Does the legalisation of something once illegal, turn that which was once wrong, now suddenly right?
IN SHARINGour musings on the current euthanasia debate, although we can all try and leave our beliefs out of the debate, this is impossible. To believe or not believe in life after death and/or to believe or not believe in God are beliefs, and may well influence our views on euthanasia.
The majority rule principle as an authority for deciding the rightness or wrongness of any moral issue, including euthanasia, is a dangerous yardstick. Several moral practices considered immoral by most Australians in 1917, are now considered moral by most Australians in 2017. Does what was wrong become right (or vice versa) because the majority say so? If the vote is close, is that what makes the moral issue grey?
Does the legalisation of something once illegal, turn that which was once wrong, now suddenly right? If morality equalled what is legal then slavery was not wrong in the United States for most of 19th Century, and for most of 20th Century slavery was good and right in Saudi Arabia, the United Arab Emirates and part of West Africa.
So what would a priest know about euthanasia? Well, as a priest I have been called by the family of a loved one dying, or by the dying themselves many times over these past sixteen years to anoint the dying and spend time with them and their families and it is based on these experiences that I can express my strong opposition to legalising euthanasia.
Given the current national debate and the blurring of boundaries, its as important to state what is euthanasia and what is not euthanasia.
Euthanasia is not turning off machines. Euthanasia is not the discontinuing of excessive and unreasonable effort to keep the patient alive. Euthanasia is not increasing the dosage of pain relief for the purpose of pain relief, even though this increase may hasten the death of the patient.
Euthanasia is lethal injections.
Is euthanasia mercy killing? Yes, but mercy for the living, not the dying; its those who live interstate and want to get back home or those who have important projects at work that euthanasia grants mercy to, not their loved one who is dying for the last time ever.

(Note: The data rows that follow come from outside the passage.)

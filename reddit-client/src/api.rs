use crate::RedditClient;
use rfetcher_core::{CommentNode, CoreError, ListingMode, RawPost, RedditApiError, RedditSource};
use serde::{Deserialize, Serialize};
use serde_json::Value;
use std::time::Duration;
use tracing::{debug, error, info, warn};

const REDDIT_API_BASE: &str = "https://oauth.reddit.com";

/// Listings are served in pages of at most 100 items.
const MAX_PAGE_SIZE: u32 = 100;

/// How many top-level comments to request per post.
const COMMENT_LIMIT: u32 = 500;

#[derive(Debug, Clone, Serialize, Deserialize)]
pub struct RedditListing<T> {
    pub kind: String,
    pub data: RedditListingData<T>,
}

#[derive(Debug, Clone, Serialize, Deserialize)]
pub struct RedditListingData<T> {
    pub children: Vec<RedditListingChild<T>>,
    pub after: Option<String>,
    pub before: Option<String>,
    pub dist: Option<u32>,
}

#[derive(Debug, Clone, Serialize, Deserialize)]
pub struct RedditListingChild<T> {
    pub kind: String,
    pub data: T,
}

#[derive(Debug, Clone, Deserialize)]
pub struct RedditPostData {
    pub id: String,
    pub title: String,
    #[serde(default)]
    pub selftext: String,
    pub author: Option<String>,
    pub url: String,
    pub created_utc: f64,
    pub score: i64,
    pub num_comments: u32,
    #[serde(default)]
    pub stickied: bool,
}

impl From<RedditPostData> for RawPost {
    fn from(data: RedditPostData) -> Self {
        Self {
            id: data.id,
            title: data.title,
            author: data.author.unwrap_or_else(|| "[deleted]".to_string()),
            selftext: data.selftext,
            score: data.score,
            url: data.url,
            created_utc: data.created_utc as i64,
            num_comments: data.num_comments,
            stickied: data.stickied,
        }
    }
}

#[derive(Debug, Clone, Deserialize)]
pub struct RedditUserData {
    pub id: String,
    pub name: String,
}

#[derive(Debug, Clone, Deserialize)]
struct RedditCommentData {
    id: String,
    author: Option<String>,
    body: String,
    score: i64,
    created_utc: f64,
    /// Either a nested listing object or the empty string.
    #[serde(default)]
    replies: Value,
}

impl RedditClient {
    /// Issues a GET against the OAuth API, waiting on the rate limiter and
    /// a valid token first. A single 429 is absorbed internally by honoring
    /// `retry-after`; other error statuses map onto the API error taxonomy.
    /// 404 is left to the caller, which knows what resource was missing.
    pub(crate) async fn make_request(
        &self,
        endpoint: &str,
        query: &[(String, String)],
    ) -> Result<reqwest::Response, CoreError> {
        let url = format!("{REDDIT_API_BASE}{endpoint}");
        let mut retried = false;

        loop {
            self.rate_limiter.acquire().await;
            let access_token = self.ensure_token().await?;

            debug!(%endpoint, "making Reddit API request");
            let response = match self
                .http_client
                .get(&url)
                .bearer_auth(&access_token)
                .query(query)
                .send()
                .await
            {
                Ok(response) => response,
                Err(e) if e.is_timeout() => {
                    error!(%endpoint, "request timed out");
                    return Err(RedditApiError::RequestTimeout.into());
                }
                Err(e) => {
                    error!(%endpoint, "network error: {}", e);
                    return Err(CoreError::Network(e));
                }
            };

            let status = response.status();
            if status.is_success() || status.as_u16() == 404 {
                return Ok(response);
            }

            match status.as_u16() {
                401 => return Err(RedditApiError::InvalidToken.into()),
                403 => {
                    return Err(RedditApiError::Forbidden {
                        resource: endpoint.to_string(),
                    }
                    .into())
                }
                429 => {
                    let retry_after = response
                        .headers()
                        .get("retry-after")
                        .and_then(|v| v.to_str().ok())
                        .and_then(|v| v.parse::<u64>().ok())
                        .unwrap_or(60);
                    if !retried {
                        warn!(retry_after, %endpoint, "rate limited, backing off once");
                        tokio::time::sleep(Duration::from_secs(retry_after.min(60))).await;
                        retried = true;
                        continue;
                    }
                    return Err(RedditApiError::RateLimitExceeded { retry_after }.into());
                }
                code if status.is_server_error() => {
                    return Err(RedditApiError::ServerError { status_code: code }.into())
                }
                _ => {
                    return Err(RedditApiError::InvalidResponse {
                        details: format!("unexpected status {status} for {endpoint}"),
                    }
                    .into())
                }
            }
        }
    }

    /// Identity of the authenticated user, used as a login check at startup.
    pub async fn get_user_info(&self) -> Result<RedditUserData, CoreError> {
        let response = self.make_request("/api/v1/me", &[]).await?;
        let status = response.status().as_u16();
        let body = response.json::<Value>().await.ok();

        let user_data = parse_user_info(status, body)?;
        debug!(username = %user_data.name, "retrieved authenticated user info");
        Ok(user_data)
    }
}

/// Maps the identity endpoint response. `make_request` passes 404 through
/// for callers that know what resource was missing; here it means the token
/// does not resolve to a user, which is an authentication problem.
pub(crate) fn parse_user_info(
    status: u16,
    body: Option<Value>,
) -> Result<RedditUserData, CoreError> {
    if status == 404 {
        return Err(RedditApiError::AuthenticationFailed {
            reason: "identity endpoint returned 404".to_string(),
        }
        .into());
    }

    let data = body.ok_or_else(|| {
        error!("identity endpoint returned an unreadable body");
        CoreError::RedditApi(RedditApiError::InvalidResponse {
            details: "failed to parse user data".to_string(),
        })
    })?;
    serde_json::from_value(data).map_err(|e| {
        error!("failed to parse user data: {}", e);
        CoreError::RedditApi(RedditApiError::InvalidResponse {
            details: "failed to parse user data".to_string(),
        })
    })
}

impl RedditSource for RedditClient {
    /// Pages through the listing with `after` markers until `limit` posts
    /// are collected or the subreddit runs out.
    async fn list_posts(
        &self,
        subreddit: &str,
        mode: ListingMode,
        limit: u32,
    ) -> Result<Vec<RawPost>, CoreError> {
        let endpoint = format!("/r/{}/{}", subreddit, mode.as_str());
        let mut posts: Vec<RawPost> = Vec::new();
        let mut after: Option<String> = None;

        while (posts.len() as u32) < limit {
            let batch = (limit - posts.len() as u32).min(MAX_PAGE_SIZE);
            let mut params = vec![("limit".to_string(), batch.to_string())];
            if let Some(marker) = &after {
                params.push(("after".to_string(), marker.clone()));
            }

            let response = self.make_request(&endpoint, &params).await?;
            if response.status().as_u16() == 404 {
                return Err(RedditApiError::SubredditNotFound {
                    subreddit: subreddit.to_string(),
                }
                .into());
            }

            let listing: RedditListing<RedditPostData> = response.json().await.map_err(|e| {
                error!("failed to parse subreddit posts: {}", e);
                CoreError::RedditApi(RedditApiError::InvalidResponse {
                    details: format!("failed to parse posts for r/{subreddit}"),
                })
            })?;

            if listing.data.children.is_empty() {
                debug!(subreddit, "listing exhausted before requested limit");
                break;
            }

            after = listing.data.after.clone();
            posts.extend(
                listing
                    .data
                    .children
                    .into_iter()
                    .map(|child| RawPost::from(child.data)),
            );
            debug!(collected = posts.len(), limit, "collected listing page");

            if after.is_none() {
                break;
            }
        }

        info!("retrieved {} posts from r/{}", posts.len(), subreddit);
        Ok(posts)
    }

    async fn comment_tree(
        &self,
        subreddit: &str,
        post_id: &str,
    ) -> Result<Vec<CommentNode>, CoreError> {
        let endpoint = format!("/r/{subreddit}/comments/{post_id}");
        let params = vec![("limit".to_string(), COMMENT_LIMIT.to_string())];

        let response = self.make_request(&endpoint, &params).await?;
        if response.status().as_u16() == 404 {
            return Err(RedditApiError::PostNotFound {
                post_id: post_id.to_string(),
            }
            .into());
        }

        // The comments endpoint answers with a two-element array:
        // the post listing, then the comment listing.
        let body: Vec<Value> = response.json().await.map_err(|e| {
            error!("failed to parse comment response: {}", e);
            CoreError::RedditApi(RedditApiError::InvalidResponse {
                details: format!("failed to parse comments for post {post_id}"),
            })
        })?;

        let children = body
            .get(1)
            .and_then(|listing| listing.get("data"))
            .and_then(|data| data.get("children"))
            .and_then(Value::as_array)
            .ok_or_else(|| {
                CoreError::RedditApi(RedditApiError::InvalidResponse {
                    details: format!("comment response for post {post_id} missing listing"),
                })
            })?;

        let nodes = materialize_forest(children);
        debug!(
            post_id,
            subtrees = nodes.len(),
            "materialized comment forest"
        );
        Ok(nodes)
    }
}

/// Converts raw listing children into materialized nodes. Each subtree is
/// converted independently so one malformed branch is dropped with a
/// warning while its siblings survive.
pub(crate) fn materialize_forest(children: &[Value]) -> Vec<CommentNode> {
    children.iter().filter_map(materialize_node).collect()
}

fn materialize_node(value: &Value) -> Option<CommentNode> {
    match value.get("kind").and_then(Value::as_str)? {
        "more" => Some(CommentNode::More),
        "t1" => {
            let data = value.get("data")?;
            let comment: RedditCommentData = match serde_json::from_value(data.clone()) {
                Ok(comment) => comment,
                Err(e) => {
                    warn!("skipping malformed comment subtree: {}", e);
                    return None;
                }
            };

            let children = comment
                .replies
                .get("data")
                .and_then(|data| data.get("children"))
                .and_then(Value::as_array)
                .map(|replies| materialize_forest(replies))
                .unwrap_or_default();

            Some(CommentNode::Comment {
                id: comment.id,
                author: comment.author.unwrap_or_else(|| "[deleted]".to_string()),
                body: comment.body,
                score: comment.score,
                created_utc: comment.created_utc as i64,
                children,
            })
        }
        kind => {
            debug!(kind, "ignoring unknown comment node kind");
            None
        }
    }
}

For those who claim the one dying didnt want to be a burden, its sad that any family would allow a loved one to believe they ever were a burden; but what were the dying to think in some cases when theyre grieving family were often either on their phone to work or not there?
Some incredible family reconciliations happen while they wait for the inevitable between long-time fighting family members; reconciliations euthanasia would rob our society of. Who can deny the dying wish of a loved one? The dying can bring more reconciliation to a family in days than we living can in years. As for dying with dignity theres not much more dignified in this world than making peace in your family.
Its fitting the euthanasia debate will end with a conscience vote as the greatest casualty in legalising euthanasia may well be societys conscience.
If already so many blame themselves for the death of a loved one, even for no reason, how much more will sensitive and grieving consciences blame themselves, in years to come, that they were responsible for encouraging a difficult decision, at a very traumatic time, that leaves permanent consequences?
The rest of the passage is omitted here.